Abstract

To determine from a health plan perspective the cost-effectiveness of cyclooxygenase-2 (COX-2) specific inhibitors, with and without a prior-authorization (PA) process. A modeling exercise was employed, based on prescription drug claims for a managed care organization with 3.8 million health maintenance organization (HMO) and preferred provider organization (PPO) members. Drug claims revealed 96154 members (2.9% of the 3.3 million members with a pharmacy benefit) who received either one or more prescriptions for a COX-2 drug or a nonspecific nonsteroidal anti-inflammatory drug (NSAID). These patients were stratified into 2 groups for further analysis, those having a concurrent proton pump inhibitor (PPI) and those without a concurrent PPI. Decision analysis was used to estimate the cost-effectiveness of COX-2 therapy.
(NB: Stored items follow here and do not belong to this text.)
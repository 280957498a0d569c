//! Per-run orchestration: fan out over every store, fan in to one report.

use std::collections::{BTreeMap, HashMap};

use chrono::{DateTime, Utc};
use storepulse_core::{DayBasis, MissingHoursPolicy, Observation, StoreProfile};

use crate::aggregate::{accumulate_day, AggregateResult, WindowTotals};
use crate::error::{EngineError, RenderError};
use crate::report::{render_csv, ReportRow};
use crate::segment::{day_key, segment_by_day};
use crate::time_convert::parse_timezone;
use crate::timeline::build_timeline;
use crate::window::filter_business_hours;

/// Policies that shape one aggregation run.
#[derive(Debug, Clone, Copy, Default, PartialEq, Eq)]
pub struct EngineOptions {
    pub day_basis: DayBasis,
    pub missing_hours: MissingHoursPolicy,
}

/// Read-only snapshot of everything one report run aggregates.
#[derive(Debug, Clone, Default)]
pub struct ReportInput {
    profiles: BTreeMap<String, StoreProfile>,
    observations: HashMap<String, Vec<Observation>>,
}

impl ReportInput {
    /// Build a snapshot from store profiles and `(store_id, observation)` pairs.
    ///
    /// Observations are grouped per store and sorted by timestamp. A store that
    /// has observations but no profile gets [`StoreProfile::unconfigured`].
    pub fn new<P, O>(profiles: P, observations: O) -> Self
    where
        P: IntoIterator<Item = StoreProfile>,
        O: IntoIterator<Item = (String, Observation)>,
    {
        let mut profiles: BTreeMap<String, StoreProfile> = profiles
            .into_iter()
            .map(|p| (p.store_id.clone(), p))
            .collect();

        let mut grouped: HashMap<String, Vec<Observation>> = HashMap::new();
        for (store_id, observation) in observations {
            grouped.entry(store_id).or_default().push(observation);
        }
        for (store_id, list) in &mut grouped {
            list.sort_by_key(|o| o.timestamp);
            profiles
                .entry(store_id.clone())
                .or_insert_with(|| StoreProfile::unconfigured(store_id.clone()));
        }

        Self {
            profiles,
            observations: grouped,
        }
    }

    /// The latest observation timestamp across every store.
    #[must_use]
    pub fn reference_instant(&self) -> Option<DateTime<Utc>> {
        self.observations
            .values()
            .filter_map(|list| list.last())
            .map(|o| o.timestamp)
            .max()
    }

    #[must_use]
    pub fn store_count(&self) -> usize {
        self.profiles.len()
    }

    #[must_use]
    pub fn observation_count(&self) -> usize {
        self.observations.values().map(Vec::len).sum()
    }

    fn observations_for(&self, store_id: &str) -> &[Observation] {
        self.observations
            .get(store_id)
            .map(Vec::as_slice)
            .unwrap_or_default()
    }
}

/// A store whose aggregation failed; it is reported as an all-zero row.
#[derive(Debug, Clone, PartialEq, Eq)]
pub struct StoreFailure {
    pub store_id: String,
    pub error: EngineError,
}

/// A complete report snapshot.
#[derive(Debug, Clone, PartialEq, Eq)]
pub struct Report {
    pub now: DateTime<Utc>,
    /// One row per store, ordered by store id.
    pub rows: Vec<ReportRow>,
    pub failures: Vec<StoreFailure>,
}

impl Report {
    /// The rows as CSV text with a header line.
    ///
    /// # Errors
    ///
    /// Returns [`RenderError`] if a row cannot be serialized.
    pub fn to_csv(&self) -> Result<String, RenderError> {
        render_csv(&self.rows)
    }
}

/// Aggregate one store's ascending observations against `now`.
///
/// # Errors
///
/// Returns [`EngineError::InvalidTimezone`] if the profile's timezone is not
/// recognized, or [`EngineError::UnsortedInput`] if `observations` are not
/// ascending.
pub fn aggregate_store(
    profile: &StoreProfile,
    observations: &[Observation],
    now: DateTime<Utc>,
    options: EngineOptions,
) -> Result<AggregateResult, EngineError> {
    let tz = parse_timezone(&profile.timezone)?;
    let days = segment_by_day(observations, |ts| day_key(options.day_basis, tz, ts))?;

    let totals = days
        .iter()
        .flat_map(|group| {
            filter_business_hours(group, &profile.hours, tz, options.missing_hours)
        })
        .fold(WindowTotals::default(), |totals, day| {
            let timeline = build_timeline(&day.window, day.observations);
            accumulate_day(totals, &timeline, now)
        });

    Ok(AggregateResult {
        store_id: profile.store_id.clone(),
        totals,
    })
}

/// Build the report for every store in `input`.
///
/// Stores are independent; a store that fails is logged and emitted as an
/// all-zero row so the report still completes.
#[must_use]
pub fn build_report(input: &ReportInput, now: DateTime<Utc>, options: EngineOptions) -> Report {
    let mut rows = Vec::with_capacity(input.profiles.len());
    let mut failures = Vec::new();

    for (store_id, profile) in &input.profiles {
        let observations = input.observations_for(store_id);

        if observations.is_empty() {
            tracing::debug!(store_id = %store_id, "no observations in window; emitting zero row");
            rows.push(ReportRow::zero(store_id.as_str()));
            continue;
        }

        if profile.hours.is_empty() && options.missing_hours == MissingHoursPolicy::Closed {
            tracing::debug!(store_id = %store_id, "no business hours configured; emitting zero row");
            rows.push(ReportRow::zero(store_id.as_str()));
            continue;
        }

        match aggregate_store(profile, observations, now, options) {
            Ok(result) => rows.push(ReportRow::from_aggregate(&result)),
            Err(error) => {
                tracing::warn!(
                    store_id = %store_id,
                    error = %error,
                    "store aggregation failed; emitting zero row"
                );
                rows.push(ReportRow::zero(store_id.as_str()));
                failures.push(StoreFailure {
                    store_id: store_id.clone(),
                    error,
                });
            }
        }
    }

    tracing::info!(
        stores = rows.len(),
        failed = failures.len(),
        now = %now,
        "report built"
    );

    Report {
        now,
        rows,
        failures,
    }
}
Actual health plan drug claims data were used to determine utilization and prescribing patterns of nonspecific NSAIDs, COX-2 specific inhibitors, and PPIs. Results from the literature from 8 clinical trials were employed to determine the probability of a serious gastrointestinal (GI) event. Cost-effectiveness analysis (CEA) was used to determine the cost of each therapy, including the predicted cost to treat a serious GI event in a drug benefit design with PA versus a benefit design without PA. Cost-effectiveness analysis (CEA) showed that the cost per success no serious GI event) for Cox-2 specific inhibitors with PA was US dollars 278 versus US dollars 422 without PA. The one-year model predicted that costs associated with an increase in COX-2 utilization after removal of PA would exceed the costs to administer PA and treat NSAID-related serious GI events in the managed care population. Based upon this CEA, PA appears to be an effective tool to manage COX-2 pharmacy costs. Further examination of the medical claims would be useful to validate the assumed GI event rates with or without PA and to further demonstrate more definitively the value of a PA program for COX-2 drugs.